Я спросил, что он чувствовал, когда его арестовали, испытал ли он страх,
— Нет, — сказал он. — Я же знал, что раньше или позже все этим кончится, и когда меня арестовали, я, как ни странно, испытал облегчение. Не забывайте, я жил в чудовищном напряжении, и силы мои были на исходе. Помнится, первая моя мысль была: теперь я смогу отдохнуть.
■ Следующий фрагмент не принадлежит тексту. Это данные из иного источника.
//! [`DiskMedia`]: content-addressed picture storage on the local filesystem.
//!
//! Files land at `<root>/<owner>/<sha256>.<ext>` and are served from
//! `<base_url>/<owner>/<sha256>.<ext>`. Storing the same bytes twice for the
//! same owner yields the same URL.

use std::path::PathBuf;

use bytes::Bytes;
use sha2::{Digest, Sha256};
use skilltrade_core::{
  StorageError,
  media::{MediaMetadata, extension_for},
  service::MediaStorage,
};
use tracing::debug;

#[derive(Debug, Clone)]
pub struct DiskMedia {
  root:     PathBuf,
  base_url: String,
}

impl DiskMedia {
  pub fn new(root: impl Into<PathBuf>, base_url: impl Into<String>) -> Self {
    Self {
      root:     root.into(),
      base_url: base_url.into().trim_end_matches('/').to_owned(),
    }
  }

  /// Relative key of `bytes` for `metadata`: `<owner>/<sha256>.<ext>`.
  fn key(bytes: &[u8], metadata: &MediaMetadata) -> String {
    let digest = hex::encode(Sha256::digest(bytes));
    format!(
      "{}/{digest}.{}",
      metadata.owner,
      extension_for(&metadata.content_type)
    )
  }
}

impl MediaStorage for DiskMedia {
  async fn store(&self, bytes: Bytes, metadata: MediaMetadata) -> Result<String, StorageError> {
    if !metadata.content_type.starts_with("image/") {
      return Err(StorageError::UnsupportedType(metadata.content_type));
    }
    if bytes.is_empty() {
      return Err(StorageError::Empty);
    }

    let key = Self::key(&bytes, &metadata);
    let path = self.root.join(&key);
    if let Some(dir) = path.parent() {
      tokio::fs::create_dir_all(dir).await?;
    }
    tokio::fs::write(&path, &bytes).await?;

    debug!(path = %path.display(), size = bytes.len(), "stored picture");
    Ok(format!("{}/{key}", self.base_url))
  }
}

#[cfg(test)]
mod tests {
  use skilltrade_core::media::ImageFile;
  use uuid::Uuid;

  use super::*;

  fn media(dir: &tempfile::TempDir) -> DiskMedia {
    DiskMedia::new(dir.path(), "http://localhost:8080/media/")
  }

  #[tokio::test]
  async fn stores_under_owner_by_content_hash() {
    let dir = tempfile::tempdir().unwrap();
    let media = media(&dir);
    let owner = Uuid::new_v4();
    let file = ImageFile::from_bytes("me.png", vec![1u8, 2, 3]);

    let url = media
      .store(file.bytes.clone(), file.metadata(owner))
      .await
      .unwrap();

    let digest = hex::encode(Sha256::digest([1u8, 2, 3]));
    assert_eq!(url, format!("http://localhost:8080/media/{owner}/{digest}.png"));
    let on_disk = std::fs::read(dir.path().join(owner.to_string()).join(format!("{digest}.png")))
      .unwrap();
    assert_eq!(on_disk, [1, 2, 3]);
  }

  #[tokio::test]
  async fn same_bytes_same_url() {
    let dir = tempfile::tempdir().unwrap();
    let media = media(&dir);
    let owner = Uuid::new_v4();
    let a = ImageFile::from_bytes("a.jpg", vec![9u8; 16]);
    let b = ImageFile::from_bytes("b.jpeg", vec![9u8; 16]);

    let first = media.store(a.bytes.clone(), a.metadata(owner)).await.unwrap();
    let second = media.store(b.bytes.clone(), b.metadata(owner)).await.unwrap();
    assert_eq!(first, second);
  }

  #[tokio::test]
  async fn rejects_non_images_and_empty_files() {
    let dir = tempfile::tempdir().unwrap();
    let media = media(&dir);
    let owner = Uuid::new_v4();

    let pdf = ImageFile::from_bytes("cv.pdf", vec![1u8]);
    let err = media.store(pdf.bytes.clone(), pdf.metadata(owner)).await.unwrap_err();
    assert!(matches!(err, StorageError::UnsupportedType(_)));

    let empty = ImageFile::from_bytes("me.png", Vec::<u8>::new());
    let err = media.store(empty.bytes.clone(), empty.metadata(owner)).await.unwrap_err();
    assert!(matches!(err, StorageError::Empty));
  }
}
//! Read-only view of both stores for the navigation shell.

use std::fmt;

use crate::{
  profile::ProfileState,
  session::{AuthStatus, SessionState},
};

/// The routes the shell links to.
#[derive(Debug, Clone, Copy, PartialEq, Eq, Hash)]
pub enum Destination {
  Home,
  CreateProfile,
  Profile,
  Settings,
}

impl Destination {
  pub fn path(self) -> &'static str {
    match self {
      Self::Home => "/",
      Self::CreateProfile => "/create-profile",
      Self::Profile => "/profile",
      Self::Settings => "/settings",
    }
  }

  pub fn label(self) -> &'static str {
    match self {
      Self::Home => "Home",
      Self::CreateProfile => "Create Profile",
      Self::Profile => "Profile",
      Self::Settings => "Settings",
    }
  }
}

impl fmt::Display for Destination {
  fn fmt(&self, f: &mut fmt::Formatter<'_>) -> fmt::Result { f.write_str(self.path()) }
}

#[derive(Debug, Clone, Copy, PartialEq, Eq)]
pub enum MenuEntry {
  Navigate(Destination),
  /// Calls `SessionStore::logout`; the only mutation the shell performs.
  Logout,
}

impl MenuEntry {
  pub fn label(self) -> &'static str {
    match self {
      Self::Navigate(to) => to.label(),
      Self::Logout => "Logout",
    }
  }
}

/// What the header shows about the signed-in user.
#[derive(Debug, Clone, PartialEq, Eq)]
pub struct ProfileSummary {
  pub display_name: String,
  pub email:        String,
  pub initial:      char,
  /// Empty when there is no picture.
  pub picture_url:  String,
}

impl ProfileSummary {
  const FALLBACK_NAME: &'static str = "User";
  const FALLBACK_INITIAL: char = 'U';

  fn from_states(session: &SessionState, profile: &ProfileState) -> Self {
    let profile = profile.profile.as_ref();
    let name = profile.map(|p| p.name.trim()).filter(|n| !n.is_empty());

    let display_name = name.unwrap_or(Self::FALLBACK_NAME).to_owned();
    let initial = name
      .and_then(|n| n.chars().next())
      .and_then(|c| c.to_uppercase().next())
      .unwrap_or(Self::FALLBACK_INITIAL);
    let email = profile
      .map(|p| p.email.clone())
      .or_else(|| session.identity.as_ref().map(|i| i.email.clone()))
      .unwrap_or_default();
    let picture_url = profile.map(|p| p.picture_url().to_owned()).unwrap_or_default();

    Self { display_name, email, initial, picture_url }
  }
}

/// A point-in-time copy of what the shell renders.
#[derive(Debug, Clone, PartialEq, Eq)]
pub struct NavigationSnapshot {
  pub status:  AuthStatus,
  pub summary: Option<ProfileSummary>,
  has_profile: bool,
}

impl NavigationSnapshot {
  pub fn capture(session: &SessionState, profile: &ProfileState) -> Self {
    let status = session.status();
    let summary = (status == AuthStatus::Authenticated)
      .then(|| ProfileSummary::from_states(session, profile));
    Self { status, summary, has_profile: profile.has_profile() }
  }

  pub fn menu(&self) -> Vec<MenuEntry> {
    match self.status {
      AuthStatus::Undetermined => Vec::new(),
      AuthStatus::Authenticated if self.has_profile => vec![
        MenuEntry::Navigate(Destination::Profile),
        MenuEntry::Navigate(Destination::Settings),
        MenuEntry::Logout,
      ],
      AuthStatus::Authenticated | AuthStatus::Anonymous => {
        vec![MenuEntry::Navigate(Destination::CreateProfile)]
      }
    }
  }
}

/// Where a guarded view should redirect, if anywhere.
///
/// Nothing happens while the session is still being restored; a settled
/// anonymous session is sent to profile creation.
pub fn require_auth(session: &SessionState) -> Option<Destination> {
  match session.status() {
    AuthStatus::Anonymous => Some(Destination::CreateProfile),
    AuthStatus::Undetermined | AuthStatus::Authenticated => None,
  }
}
Его приговорили к смерти, он ожидал казни в севастопольской тюрьме. Мне рассказывали, что своими зажигательными речами он распропагандировал тюремщиков, и они дали ему убежать; я спросил его, правда ли это. Он рассмеялся. На самом деле история была далеко не столь романтичная. Поручик, начальник тюремной охраны, сочувствовал революционерам, и товарищи заставили его устроить Савинкову побег. План побега был донельзя прост. Поручик дерзко вошел в камеру Савинкова, велел вывести заключенного и сказал, чтобы тот следовал за ним. Часовые, видя, что Савинков идет за офицером, не остановили его, и так они очутились на улице. Дошли до порта, сели в заранее заготовленную шлюпку и пустились в плавание по Черному морю. Несмотря на то, что сильно штормило, они за четыре дня доплыли до Румынии. Оттуда Савинков перебрался во Францию, жил в Париже, на Ривьере, затем разразилась революция, и он смог вернуться в Россию.
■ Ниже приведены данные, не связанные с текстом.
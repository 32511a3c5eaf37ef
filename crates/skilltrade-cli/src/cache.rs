//! [`FileCache`]: session artifacts as JSON files in a directory.

use std::{
  fs, io,
  path::{Path, PathBuf},
};

use serde_json::Value;
use skilltrade_state::{CacheKey, LocalCache};
use tracing::debug;

#[derive(Debug, Clone)]
pub struct FileCache {
  dir: PathBuf,
}

impl FileCache {
  pub fn new(dir: impl Into<PathBuf>) -> Self { Self { dir: dir.into() } }

  pub fn dir(&self) -> &Path { &self.dir }

  fn path(&self, key: CacheKey) -> PathBuf { self.dir.join(format!("{}.json", key.as_str())) }
}

impl LocalCache for FileCache {
  /// Unreadable or corrupt entries read as absent.
  fn get(&self, key: CacheKey) -> Option<Value> {
    let raw = fs::read(self.path(key)).ok()?;
    serde_json::from_slice(&raw)
      .inspect_err(|e| debug!(key = key.as_str(), error = %e, "ignoring corrupt cache entry"))
      .ok()
  }

  fn put(&self, key: CacheKey, value: Value) -> io::Result<()> {
    fs::create_dir_all(&self.dir)?;
    fs::write(self.path(key), serde_json::to_vec(&value)?)
  }

  fn remove(&self, key: CacheKey) -> io::Result<()> {
    match fs::remove_file(self.path(key)) {
      Err(e) if e.kind() == io::ErrorKind::NotFound => Ok(()),
      other => other,
    }
  }
}

#[cfg(test)]
mod tests {
  use serde_json::json;

  use super::*;

  #[test]
  fn put_get_remove() {
    let dir = tempfile::tempdir().unwrap();
    let cache = FileCache::new(dir.path().join("nested"));

    assert_eq!(cache.get(CacheKey::UserProfile), None);
    cache.put(CacheKey::UserProfile, json!({ "name": "A" })).unwrap();
    assert_eq!(cache.get(CacheKey::UserProfile), Some(json!({ "name": "A" })));
    assert!(cache.dir().join("user_profile.json").exists());

    cache.remove(CacheKey::UserProfile).unwrap();
    cache.remove(CacheKey::UserProfile).unwrap();
    assert_eq!(cache.get(CacheKey::UserProfile), None);
  }

  #[test]
  fn purge_clears_every_key() {
    let dir = tempfile::tempdir().unwrap();
    let cache = FileCache::new(dir.path());
    for key in CacheKey::ALL {
      cache.put(key, json!(true)).unwrap();
    }

    cache.purge_session().unwrap();
    assert!(CacheKey::ALL.iter().all(|k| cache.get(*k).is_none()));
  }

  #[test]
  fn corrupt_entries_read_as_absent() {
    let dir = tempfile::tempdir().unwrap();
    let cache = FileCache::new(dir.path());
    fs::write(dir.path().join("is_authenticated.json"), b"{not json").unwrap();
    assert_eq!(cache.get(CacheKey::IsAuthenticated), None);
  }
}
Чтобы организовать и совершить эти убийства, сказал я, несомненно, нужна невероятная смелость.
Он пожал плечами:
— Отнюдь нет, можете мне поверить. Дело как дело, ко всему привыкаешь.
* * *
Петроград. Вечерами он куда красивее. Здешние каналы удивительно своеобразны, и хотя порой в них можно уловить сходство с венецианскими или амстердамскими, оно лишь подчеркивает их отличие. Неяркие, приглушенные краски. Близкие к пастельным, но такие нежные, какие художникам редко удается передать: туманно-голубые и тускло-розовые тона, как на эскизах Кантен де Латура, зеленые и желтые, как сердцевина розы. Они пробуждают те же чувства, что французская музыка восемнадцатого века с ее пронизанным грустью весельем. От каналов веет тишиной, бесхитростностью и наивностью; этот фон представляет отрадный контраст русским с их необузданным воображением и буйными страстями.
* * *
Моим первым учителем русского языка был волосатый низкорослый одессит. Чуть ли не карлик. Я жил тогда на Капри, он приходил ко мне на виллу в оливковой роще и каждый день давал мне уроки. Учил не слишком хорошо; для этого он был слишком робок и рассеян. Он ходил в порыжевшем черном костюме и большой невообразимого фасона шляпе. С него лил градом пот. Однажды он не пришел на урок, не пришел он и на второй, и на третий день; на четвертый я отправился его искать. Зная, что он очень нуждается, я опрометчиво заплатил ему вперед. Не без труда отыскал я узкий проулок с белыми домами; мне показали, как пройти в его комнату на верхотуре. Это была даже не комната, а душный чердак под самой крышей, вся мебель состояла из раскладушки, стула и стола. Мой русский сидел на стуле, совершенно голый и очень пьяный, на столе перед ним стояла бутыль с вином. Едва я переступил порог, как он сказал: «Я написал стихи». И без долгих слов, забыв о своей прикрытой лишь волосяным покровом наготе, с выражением, бурно жестикулируя, прочитал стихи. Стихи были очень длинные, и я не понял в них ни слова.